EXERCISE BRIEF — Print the records below from the first line through the line containing "use tokio::sync::mpsc;", both included, word for word.

STORED DATA —
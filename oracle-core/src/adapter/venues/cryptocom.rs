//! Crypto.com adapter hooks (spec §4.2 table row 5). The one venue in the set that
//! requires an application-level reply rather than a plain pong: `public/heartbeat`
//! frames must be echoed back with the same `id` or the venue drops the socket.

use std::sync::Arc;
use std::time::Duration;

use serde_json::Value;
use tokio::sync::mpsc;
use tokio_tungstenite::tungstenite::Message;

use super::rest_url;
use crate::adapter::driver::{CloseClass, VenueAdapter, VenueConfig, VenueHooks};
use crate::adapter::normalize::{normalize_price, ParsedFrame, RawTimestamp, TickerFrame};
use crate::adapter::AdapterEvent;
use crate::error::{OracleError, Result};
use crate::rate_limit::RateLimiter;
use crate::types::{now_ms, Category, PriceObservation};

pub struct CryptocomHooks;

impl VenueHooks for CryptocomHooks {
    fn map_to_exchange(&self, feed_symbol: &str) -> String {
        feed_symbol.replace('/', "_").to_uppercase()
    }

    fn map_from_exchange(&self, exchange_symbol: &str) -> Option<String> {
        let mut parts = exchange_symbol.split('_');
        let base = parts.next()?;
        let quote = parts.next()?;
        if parts.next().is_some() || base.is_empty() || quote.is_empty() {
            return None;
        }
        Some(format!("{}/{}", base.to_uppercase(), quote.to_uppercase()))
    }

    fn build_subscribe_message(&self, exchange_symbols: &[String]) -> Message {
        let channels: Vec<String> = exchange_symbols.iter().map(|s| format!("ticker.{s}")).collect();
        let body = serde_json::json!({
            "id": 1,
            "method": "subscribe",
            "params": {"channels": channels},
        });
        Message::Text(body.to_string())
    }

    fn build_unsubscribe_message(&self, exchange_symbols: &[String]) -> Option<Message> {
        let channels: Vec<String> = exchange_symbols.iter().map(|s| format!("ticker.{s}")).collect();
        Some(Message::Text(
            serde_json::json!({"id": 1, "method": "unsubscribe", "params": {"channels": channels}})
                .to_string(),
        ))
    }

    fn build_ping_message(&self) -> Option<Message> {
        // Crypto.com expects the client to originate heartbeats too, every ~30s
        // (spec §4.2); replies to the venue's own heartbeat are handled in
        // `parse_frame` via `ParsedFrame::Respond`.
        Some(Message::Text(
            serde_json::json!({"id": 1, "method": "public/heartbeat"}).to_string(),
        ))
    }

    fn parse_frame(&self, text: &str) -> ParsedFrame {
        let Ok(value) = serde_json::from_str::<Value>(text) else {
            return ParsedFrame::Ignore;
        };
        let method = value.get("method").and_then(Value::as_str);
        if method == Some("public/heartbeat") {
            let id = value.get("id").cloned().unwrap_or(Value::Null);
            let reply = serde_json::json!({"id": id, "method": "public/respond-heartbeat"});
            return ParsedFrame::Respond(Message::Text(reply.to_string()));
        }
        if method == Some("subscribe") {
            let result = match value.get("result") {
                Some(result) => result,
                None => return ParsedFrame::SubscriptionAck,
            };
            let channel = result.get("channel").and_then(Value::as_str).unwrap_or("");
            if !channel.starts_with("ticker") {
                return ParsedFrame::SubscriptionAck;
            }
            match result.get("data").and_then(Value::as_array).and_then(|a| a.first()) {
                Some(item) => match parse_ticker_object(item, result) {
                    Some(frame) => ParsedFrame::Ticker(frame),
                    None => ParsedFrame::Ignore,
                },
                None => ParsedFrame::SubscriptionAck,
            }
        } else if let Some(code) = value.get("code").and_then(Value::as_i64) {
            if code != 0 {
                let message = value
                    .get("message")
                    .and_then(Value::as_str)
                    .unwrap_or("unknown error")
                    .to_string();
                ParsedFrame::Error(message)
            } else {
                ParsedFrame::Ignore
            }
        } else {
            ParsedFrame::Ignore
        }
    }

    fn classify_close_code(&self, code: u16) -> CloseClass {
        match code {
            1000 => CloseClass::Normal,
            1001 => CloseClass::PongTimeout,
            1006 => CloseClass::Abnormal,
            _ => CloseClass::VenueSpecific { extended_backoff: false },
        }
    }

    fn rest_ticker_url(&self, exchange_symbol: &str) -> String {
        rest_url("https://api.crypto.com/v2/public/get-ticker", &[("instrument_name", exchange_symbol)])
    }

    fn parse_rest_response(&self, body: &str, canonical_symbol: &str) -> Result<PriceObservation> {
        let value: Value = serde_json::from_str(body)?;
        let code = value.get("code").and_then(Value::as_i64).unwrap_or(0);
        if code != 0 {
            let message = value
                .get("message")
                .and_then(Value::as_str)
                .unwrap_or("unknown error");
            return Err(OracleError::VenueError {
                adapter: "cryptocom".to_string(),
                code: code.to_string(),
                message: message.to_string(),
            });
        }
        let item = value
            .get("result")
            .and_then(|r| r.get("data"))
            .ok_or_else(|| OracleError::ParseError {
                adapter: "cryptocom".to_string(),
                message: "missing result.data payload".to_string(),
            })?;
        let frame = TickerFrame {
            symbol: canonical_symbol.to_string(),
            last_price: value_string(item, "a"),
            bid: item.get("b").and_then(Value::as_f64).map(|v| v.to_string()),
            ask: item.get("k").and_then(Value::as_f64).map(|v| v.to_string()),
            volume: item.get("v").and_then(Value::as_f64).map(|v| v.to_string()),
            timestamp: item.get("t").and_then(Value::as_f64).map(RawTimestamp::Numeric),
        };
        normalize_price(&frame, "cryptocom", now_ms()).ok_or_else(|| OracleError::ParseError {
            adapter: "cryptocom".to_string(),
            message: "REST response missing a usable price".to_string(),
        })
    }
}

fn parse_ticker_object(item: &Value, result: &Value) -> Option<TickerFrame> {
    let instrument = result
        .get("instrument_name")
        .and_then(Value::as_str)
        .or_else(|| item.get("i").and_then(Value::as_str))?
        .to_string();
    let last_price = item.get("a").and_then(Value::as_f64)?.to_string();
    Some(TickerFrame {
        symbol: instrument,
        last_price,
        bid: item.get("b").and_then(Value::as_f64).map(|v| v.to_string()),
        ask: item.get("k").and_then(Value::as_f64).map(|v| v.to_string()),
        volume: item.get("v").and_then(Value::as_f64).map(|v| v.to_string()),
        timestamp: item.get("t").and_then(Value::as_f64).map(RawTimestamp::Numeric),
    })
}

fn value_string(value: &Value, key: &str) -> String {
    value.get(key).and_then(Value::as_f64).map(|v| v.to_string()).unwrap_or_default()
}

pub fn new_adapter(
    events: mpsc::Sender<AdapterEvent>,
    rate_limiter: Arc<RateLimiter>,
) -> VenueAdapter<CryptocomHooks> {
    let config = VenueConfig {
        name: "cryptocom",
        category: Category::Crypto,
        ws_url: "wss://stream.crypto.com/v2/market",
        rest_base_url: "https://api.crypto.com",
        ping_interval: Duration::from_secs(30),
        pong_timeout: Duration::from_secs(45),
        supports_websocket: true,
        supports_volume: true,
    };
    VenueAdapter::new(config, CryptocomHooks, events, rate_limiter)
}

#[cfg(test)]
mod tests {
    use super::*;

    #[test]
    fn symbol_mapping_round_trips() {
        let hooks = CryptocomHooks;
        let exchange = hooks.map_to_exchange("BTC/USDT");
        assert_eq!(exchange, "BTC_USDT");
        assert_eq!(hooks.map_from_exchange(&exchange), Some("BTC/USDT".to_string()));
    }

    #[test]
    fn heartbeat_gets_an_echoed_response() {
        let hooks = CryptocomHooks;
        let text = r#"{"id":42,"method":"public/heartbeat","code":0}"#;
        match hooks.parse_frame(text) {
            ParsedFrame::Respond(Message::Text(body)) => {
                assert!(body.contains("public/respond-heartbeat"));
                assert!(body.contains("42"));
            }
            other => panic!("expected Respond, got {other:?}"),
        }
    }

    #[test]
    fn parses_ticker_push_frame() {
        let hooks = CryptocomHooks;
        let text = r#"{"id":-1,"method":"subscribe","result":{"instrument_name":"BTC_USDT","channel":"ticker.BTC_USDT","data":[{"i":"BTC_USDT","a":50000.0,"b":49999.0,"k":50001.0,"v":1000.0,"t":1700000000000}]}}"#;
        match hooks.parse_frame(text) {
            ParsedFrame::Ticker(frame) => {
                assert_eq!(frame.symbol, "BTC_USDT");
                assert_eq!(frame.last_price, "50000");
            }
            other => panic!("expected Ticker, got {other:?}"),
        }
    }

    #[test]
    fn error_code_surfaces_as_error_frame() {
        let hooks = CryptocomHooks;
        let text = r#"{"id":1,"code":10003,"message":"invalid channel"}"#;
        assert!(matches!(hooks.parse_frame(text), ParsedFrame::Error(_)));
    }
}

EXERCISE RESPONSE —
filename oracle-core/src/adapter/venues/cryptocom.rs
//! Crypto.com adapter hooks (spec §4.2 table row 5). The one venue in the set that
//! requires an application-level reply rather than a plain pong: `public/heartbeat`
//! frames must be echoed back with the same `id` or the venue drops the socket.

use std::sync::Arc;
use std::time::Duration;

use serde_json::Value;
use tokio::sync::mpsc;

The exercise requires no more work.